Many worry, I know, about the state of affairs on college campuses these days. And there is much well-intentioned angst as well about the future of our people, and whether young Jews today care to do Jewish like their parents and grandparents once did.
But fear often distorts reality. UC San Diego is no war zone. Jewish life is not threatened. Here, Jewish students thrive. And, at every turn in students’ growth through college, Hillel is here to nurture them. We aim to inspire every Jewish student to make an enduring commitment to Jewish life, learning and Israel. And, at that, Hillel is succeeding.
Last year, more than 50 percent of Jewish undergraduate students at UC San Diego participated in Hillel programs and initiatives. We built community around the Shabbat dinner table, through holiday religious services and learning, via Israel education, advocacy and travel opportunities, leadership development, the arts and more. We have cultivated community that embodies an ethos of radical hospitality, infinitely welcoming to anyone interested in walking through our doors, no matter their background.
More than 1,000 non-Jewish undergraduate students were involved in our events too, because we believe that no Jewish student should have to choose between their roommate and a holiday celebration, between their best friend and advocating for Israel. The more we position Jewish community as the most inclusive opportunity on campus for our students, the more that Jewish life flourishes.
UC San Diego Hillel is not alone. Across town at San Diego State University, under the expert leadership of my colleague Jackie Tolley, the Melvin Garb Center is now celebrating its third year as a home away from home for hundreds of students. Operations are growing at Cal State San Marcos and the University of San Diego as we celebrate four Hillels within San Diego county, together engaging thousands of students each year in building vibrant Jewish life.

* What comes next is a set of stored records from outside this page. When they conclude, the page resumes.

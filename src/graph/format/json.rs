//! JSON format output for ERD data.

use crate::graph::collect::GraphData;
use crate::model::ColumnDescriptor;
use schemars::JsonSchema;
use serde::Serialize;

/// JSON representation of the ERD
#[derive(Debug, Serialize, JsonSchema)]
pub struct ErdJson {
    pub models: Vec<NodeJson>,
    pub relationships: Vec<EdgeJson>,
    pub stats: ErdStats,
}

/// JSON representation of a model node
#[derive(Debug, Serialize, JsonSchema)]
pub struct NodeJson {
    pub id: String,
    pub columns: Vec<ColumnDescriptor>,
}

/// JSON representation of a relationship
#[derive(Debug, Serialize, JsonSchema)]
pub struct EdgeJson {
    pub from: String,
    pub to: String,
    pub relation: String,
    pub cardinality: String,
}

/// ERD statistics
#[derive(Debug, Serialize, JsonSchema)]
pub struct ErdStats {
    pub model_count: usize,
    pub column_count: usize,
    pub relationship_count: usize,
}

/// Generate JSON output from collected graph data
pub fn to_json(graph: &GraphData) -> String {
    let erd = build_erd_json(graph);
    serde_json::to_string_pretty(&erd).unwrap_or_else(|_| "{}".to_string())
}

/// Build the JSON structure
pub fn build_erd_json(graph: &GraphData) -> ErdJson {
    let models = graph
        .nodes
        .iter()
        .map(|node| NodeJson {
            id: node.id.clone(),
            columns: node.columns.clone(),
        })
        .collect();

    let relationships = graph
        .edges
        .iter()
        .map(|e| EdgeJson {
            from: e.from.clone(),
            to: e.to.clone(),
            relation: e.relation.to_string(),
            cardinality: e.cardinality().as_mermaid().to_string(),
        })
        .collect();

    ErdJson {
        models,
        relationships,
        stats: ErdStats {
            model_count: graph.node_count(),
            column_count: graph.column_count(),
            relationship_count: graph.edge_count(),
        },
    }
}

#[cfg(test)]
mod tests {
    use super::*;
    use crate::graph::collect::{collect, Mode};
    use crate::model::{AssociationDescriptor, AssociationKind, ModelDescriptor};

    fn create_test_graph() -> GraphData {
        let models = vec![
            ModelDescriptor::new("User")
                .column("id", "integer")
                .column("email", "string")
                .association(AssociationDescriptor::new(
                    "profile",
                    AssociationKind::HasOne,
                    "Profile",
                )),
            ModelDescriptor::new("Profile").column("user_id", "integer"),
        ];
        collect(&models, Mode::Columns).unwrap()
    }

    #[test]
    fn test_json_structure() {
        let erd = build_erd_json(&create_test_graph());

        assert_eq!(erd.models.len(), 2);
        assert_eq!(erd.relationships.len(), 1);
        assert_eq!(erd.stats.model_count, 2);
        assert_eq!(erd.stats.column_count, 3);
        assert_eq!(erd.relationships[0].cardinality, "||--||");
    }

    #[test]
    fn test_json_output() {
        let output = to_json(&create_test_graph());

        assert!(output.contains("\"id\": \"User\""));
        assert!(output.contains("\"type\": \"integer\""));
        assert!(output.contains("\"relation\": \"has_one\""));
    }
}
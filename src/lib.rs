//! Render ORM model metadata as Mermaid entity-relationship diagrams.
//!
//! The host application exports its models (name, columns, associations) as
//! [`model::ModelDescriptor`]s; [`graph::collect`] turns them into a
//! deduplicated node/edge graph and [`graph::to_mermaid`] renders it.

pub mod config;
pub mod error;
pub mod graph;
pub mod model;

pub use error::VizError;
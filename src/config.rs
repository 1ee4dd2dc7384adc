//! Configuration for the graph command.
//!
//! Settings are layered: built-in defaults, then an optional YAML file, then
//! command-line flags.

use crate::graph::{ModelFilter, Mode, OutputFormat};
use serde::{Deserialize, Serialize};
use std::fs;
use std::path::{Path, PathBuf};

/// YAML configuration file contents
#[derive(Debug, Clone, Default, Serialize, Deserialize)]
#[serde(default)]
pub struct VizYamlConfig {
    /// `relations` or `columns`; anything else means relations
    pub mode: Option<String>,
    /// Output format: mermaid, html, json
    pub format: Option<String>,
    /// Page title for HTML output
    pub title: Option<String>,
    /// Only include models matching these globs
    pub only: Vec<String>,
    /// Exclude models matching these globs
    pub exclude: Vec<String>,
}

impl VizYamlConfig {
    /// Load configuration from a YAML file
    pub fn load(path: &Path) -> anyhow::Result<Self> {
        let content = fs::read_to_string(path)?;
        let config: VizYamlConfig = serde_yaml_ng::from_str(&content)?;
        Ok(config)
    }
}

/// Command-line overrides; `None`/empty means "not given"
#[derive(Debug, Clone, Default)]
pub struct GraphOverrides {
    pub mode: Option<String>,
    pub format: Option<String>,
    pub title: Option<String>,
    pub only: Vec<String>,
    pub exclude: Vec<String>,
    pub json: bool,
}

/// Resolved runtime configuration for one graph invocation
#[derive(Debug)]
pub struct GraphConfig {
    pub mode: Mode,
    pub format: OutputFormat,
    pub title: String,
    pub filter: ModelFilter,
}

pub const DEFAULT_TITLE: &str = "Model Relationships";

impl GraphConfig {
    /// Merge the YAML file (if any) with command-line overrides.
    ///
    /// Format precedence: `--json`, `--format`, config file, output
    /// extension, then Mermaid.
    pub fn resolve(
        file: Option<&VizYamlConfig>,
        cli: GraphOverrides,
        output: Option<&PathBuf>,
    ) -> anyhow::Result<Self> {
        let file = file.cloned().unwrap_or_default();

        let mode = cli
            .mode
            .or(file.mode)
            .map(|m| Mode::parse_lenient(&m))
            .unwrap_or_default();

        let format = if cli.json {
            OutputFormat::Json
        } else if let Some(f) = cli.format.or(file.format) {
            f.parse::<OutputFormat>()?
        } else {
            output
                .and_then(|p| p.extension())
                .and_then(|e| e.to_str())
                .and_then(OutputFormat::from_extension)
                .unwrap_or_default()
        };

        let title = cli
            .title
            .or(file.title)
            .unwrap_or_else(|| DEFAULT_TITLE.to_string());

        let only = if cli.only.is_empty() { file.only } else { cli.only };
        let exclude = if cli.exclude.is_empty() {
            file.exclude
        } else {
            cli.exclude
        };
        let filter = ModelFilter::new(&only, &exclude)?;

        Ok(Self {
            mode,
            format,
            title,
            filter,
        })
    }
}

#[cfg(test)]
mod tests {
    use super::*;

    #[test]
    fn test_defaults() {
        let config = GraphConfig::resolve(None, GraphOverrides::default(), None).unwrap();
        assert_eq!(config.mode, Mode::Relations);
        assert_eq!(config.format, OutputFormat::Mermaid);
        assert_eq!(config.title, DEFAULT_TITLE);
        assert!(config.filter.is_empty());
    }

    #[test]
    fn test_yaml_then_cli_precedence() {
        let yaml: VizYamlConfig = serde_yaml_ng::from_str(
            "mode: columns\nformat: html\ntitle: Shop\nexclude: ['Legacy::*']\n",
        )
        .unwrap();

        let config = GraphConfig::resolve(Some(&yaml), GraphOverrides::default(), None).unwrap();
        assert_eq!(config.mode, Mode::Columns);
        assert_eq!(config.format, OutputFormat::Html);
        assert_eq!(config.title, "Shop");
        assert!(!config.filter.matches("Legacy::User"));

        let cli = GraphOverrides {
            mode: Some("relations".to_string()),
            format: Some("json".to_string()),
            ..GraphOverrides::default()
        };
        let config = GraphConfig::resolve(Some(&yaml), cli, None).unwrap();
        assert_eq!(config.mode, Mode::Relations);
        assert_eq!(config.format, OutputFormat::Json);
    }

    #[test]
    fn test_unknown_mode_is_relations() {
        let cli = GraphOverrides {
            mode: Some("everything".to_string()),
            ..GraphOverrides::default()
        };
        let config = GraphConfig::resolve(None, cli, None).unwrap();
        assert_eq!(config.mode, Mode::Relations);
    }

    #[test]
    fn test_unknown_format_is_error() {
        let cli = GraphOverrides {
            format: Some("dot".to_string()),
            ..GraphOverrides::default()
        };
        assert!(GraphConfig::resolve(None, cli, None).is_err());
    }

    #[test]
    fn test_format_from_output_extension() {
        let out = PathBuf::from("erd.html");
        let config =
            GraphConfig::resolve(None, GraphOverrides::default(), Some(&out)).unwrap();
        assert_eq!(config.format, OutputFormat::Html);
    }
}
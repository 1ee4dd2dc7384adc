//! Mermaid-safe identifiers for namespaced model names.

/// Namespace separator used by the host's model names
pub const NAMESPACE_SEPARATOR: &str = "::";

/// Replace every `::` with a single `_` so the name is a valid Mermaid entity id.
///
/// No other characters are touched.
pub fn sanitize(name: &str) -> String {
    name.replace(NAMESPACE_SEPARATOR, "_")
}
//! Mermaid erDiagram format output.

use crate::graph::collect::GraphData;

/// Generate Mermaid erDiagram text.
///
/// Every node gets a block (empty when it has no columns) followed by a blank
/// line; relationships follow in collection order. Names are emitted as-is.
pub fn to_mermaid(graph: &GraphData) -> String {
    let mut output = String::from("erDiagram\n");

    for node in &graph.nodes {
        output.push_str(&format!("  {} {{\n", node.id));
        for col in &node.columns {
            output.push_str(&format!("    {} {}\n", col.name, col.col_type));
        }
        output.push_str("  }\n\n");
    }

    for edge in &graph.edges {
        output.push_str(&format!(
            "  {} {} {} : \"{}\"\n",
            edge.from,
            edge.cardinality().as_mermaid(),
            edge.to,
            edge.relation
        ));
    }

    output
}

#[cfg(test)]
mod tests {
    use super::*;
    use crate::graph::collect::{Edge, Node};
    use crate::model::{AssociationKind, ColumnDescriptor};

    fn create_test_graph() -> GraphData {
        GraphData {
            nodes: vec![
                Node {
                    id: "User".to_string(),
                    columns: vec![
                        ColumnDescriptor {
                            name: "id".to_string(),
                            col_type: "integer".to_string(),
                        },
                        ColumnDescriptor {
                            name: "email".to_string(),
                            col_type: "string".to_string(),
                        },
                    ],
                },
                Node {
                    id: "Post".to_string(),
                    columns: vec![],
                },
            ],
            edges: vec![
                Edge {
                    from: "User".to_string(),
                    to: "Post".to_string(),
                    relation: AssociationKind::HasMany,
                },
                Edge {
                    from: "Post".to_string(),
                    to: "Tag".to_string(),
                    relation: AssociationKind::HasAndBelongsToMany,
                },
            ],
        }
    }

    #[test]
    fn test_mermaid_exact_output() {
        let output = to_mermaid(&create_test_graph());
        let expected = "erDiagram\n\
                        \x20 User {\n\
                        \x20   id integer\n\
                        \x20   email string\n\
                        \x20 }\n\
                        \n\
                        \x20 Post {\n\
                        \x20 }\n\
                        \n\
                        \x20 User ||--|{ Post : \"has_many\"\n\
                        \x20 Post }o--o{ Tag : \"has_and_belongs_to_many\"\n";
        assert_eq!(output, expected);
    }

    #[test]
    fn test_mermaid_empty_graph() {
        assert_eq!(to_mermaid(&GraphData::default()), "erDiagram\n");
    }

    #[test]
    fn test_mermaid_unknown_kind_label() {
        let graph = GraphData {
            nodes: vec![],
            edges: vec![Edge {
                from: "User".to_string(),
                to: "Event".to_string(),
                relation: AssociationKind::from("has_rich_history"),
            }],
        };
        assert_eq!(
            to_mermaid(&graph),
            "erDiagram\n  User ||--|| Event : \"has_rich_history\"\n"
        );
    }
}
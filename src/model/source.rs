//! Providers of model descriptors.

use crate::error::VizError;
use crate::model::{Manifest, ModelDescriptor};
use log::debug;
use std::fmt;
use std::fs;
use std::io::Read;
use std::path::{Path, PathBuf};
use std::str::FromStr;

/// Anything that can hand over the host's resolved model list
pub trait ModelSource {
    fn models(&self) -> Result<Vec<ModelDescriptor>, VizError>;
}

impl ModelSource for Vec<ModelDescriptor> {
    fn models(&self) -> Result<Vec<ModelDescriptor>, VizError> {
        Ok(self.clone())
    }
}

impl ModelSource for [ModelDescriptor] {
    fn models(&self) -> Result<Vec<ModelDescriptor>, VizError> {
        Ok(self.to_vec())
    }
}

/// Serialization of a manifest document
#[derive(Debug, Clone, Copy, PartialEq, Eq, Default)]
pub enum ManifestFormat {
    #[default]
    Json,
    Yaml,
}

impl FromStr for ManifestFormat {
    type Err = VizError;

    fn from_str(s: &str) -> Result<Self, Self::Err> {
        match s.to_lowercase().as_str() {
            "json" => Ok(ManifestFormat::Json),
            "yaml" | "yml" => Ok(ManifestFormat::Yaml),
            _ => Err(VizError::UnknownFormat {
                what: "manifest format",
                value: s.to_string(),
                valid: "json, yaml",
            }),
        }
    }
}

impl fmt::Display for ManifestFormat {
    fn fmt(&self, f: &mut fmt::Formatter<'_>) -> fmt::Result {
        match self {
            ManifestFormat::Json => write!(f, "json"),
            ManifestFormat::Yaml => write!(f, "yaml"),
        }
    }
}

impl ManifestFormat {
    /// Detect format from file extension
    pub fn from_extension(ext: &str) -> Option<Self> {
        match ext.to_lowercase().as_str() {
            "json" => Some(ManifestFormat::Json),
            "yml" | "yaml" => Some(ManifestFormat::Yaml),
            _ => None,
        }
    }

    fn from_path(path: &Path) -> Self {
        path.extension()
            .and_then(|e| e.to_str())
            .and_then(ManifestFormat::from_extension)
            .unwrap_or_default()
    }
}

#[derive(Debug, Clone)]
enum ManifestInput {
    File(PathBuf),
    Stdin,
    Text(String),
}

/// A manifest exported by the host, read from a file, stdin or memory
#[derive(Debug, Clone)]
pub struct ManifestSource {
    input: ManifestInput,
    format: ManifestFormat,
}

impl ManifestSource {
    /// Read from `path`; `-` means stdin. The format is inferred from the
    /// extension unless overridden with [`ManifestSource::with_format`].
    pub fn from_path(path: impl Into<PathBuf>) -> Self {
        let path = path.into();
        if path.as_os_str() == "-" {
            return Self {
                input: ManifestInput::Stdin,
                format: ManifestFormat::Json,
            };
        }
        let format = ManifestFormat::from_path(&path);
        Self {
            input: ManifestInput::File(path),
            format,
        }
    }

    pub fn from_text(text: impl Into<String>, format: ManifestFormat) -> Self {
        Self {
            input: ManifestInput::Text(text.into()),
            format,
        }
    }

    pub fn with_format(mut self, format: ManifestFormat) -> Self {
        self.format = format;
        self
    }

    pub fn format(&self) -> ManifestFormat {
        self.format
    }

    fn read_text(&self) -> Result<String, VizError> {
        match &self.input {
            ManifestInput::File(path) => fs::read_to_string(path).map_err(|source| VizError::Io {
                path: path.clone(),
                source,
            }),
            ManifestInput::Stdin => {
                let mut buf = String::new();
                std::io::stdin()
                    .read_to_string(&mut buf)
                    .map_err(|source| VizError::Io {
                        path: PathBuf::from("-"),
                        source,
                    })?;
                Ok(buf)
            }
            ManifestInput::Text(text) => Ok(text.clone()),
        }
    }

    pub fn load(&self) -> Result<Manifest, VizError> {
        let text = self.read_text()?;
        debug!("Parsing {} model manifest", self.format);
        let manifest = match self.format {
            ManifestFormat::Json => serde_json::from_str(&text)?,
            ManifestFormat::Yaml => serde_yaml_ng::from_str(&text)?,
        };
        Ok(manifest)
    }
}

impl ModelSource for ManifestSource {
    fn models(&self) -> Result<Vec<ModelDescriptor>, VizError> {
        Ok(self.load()?.models)
    }
}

These are our accomplishments, meaningful steps in growing a vibrant future for the Jewish future. Yet our dreams remain ever larger.
The late Shimon Peres, z”l, famously remarked that so long as his list of dreams was longer than his list of accomplishments, he was young. In this respect, Hillel is still young. Our accomplishments make us proud, but our list of dreams of where we can still go is greater.
At UC San Diego we have developed a cutting edge leadership incubator that invests in Jewish students from across the fabric of the campus community and empowers them as catalysts of change. In the next few years, we will engage more than 100 promising leaders in the platform, opening up myriad opportunities for innovation on campus and beyond. We are utilizing Design Thinking methodology to imagine transformative experiences for the hundreds of students we serve and inspire them to live their lives as activated Jews. We are proud to engage 50 percent of Jewish undergraduates in the community we build, but aim ever-higher at 100 percent. We excitedly near the realization of our long-held dream of finally building the Beverly and Joseph Glickman Hillel Center at the gateway to La Jolla.
We still have so much more we look forward to doing. The year ahead is filled with opportunity and potential to engage hundreds more Jewish students in the community we build, as we help every student at UC San Diego make an enduring commitment to Jewish life, learning and Israel.
This may be a different story from what you expect to hear coming from a college campus. But this is real.
The fact is, this is a good time to be a Jewish college student. At UC San Diego, Hillel serves as a crucial convener of community, making Jewish a public good for all students across the university landscape.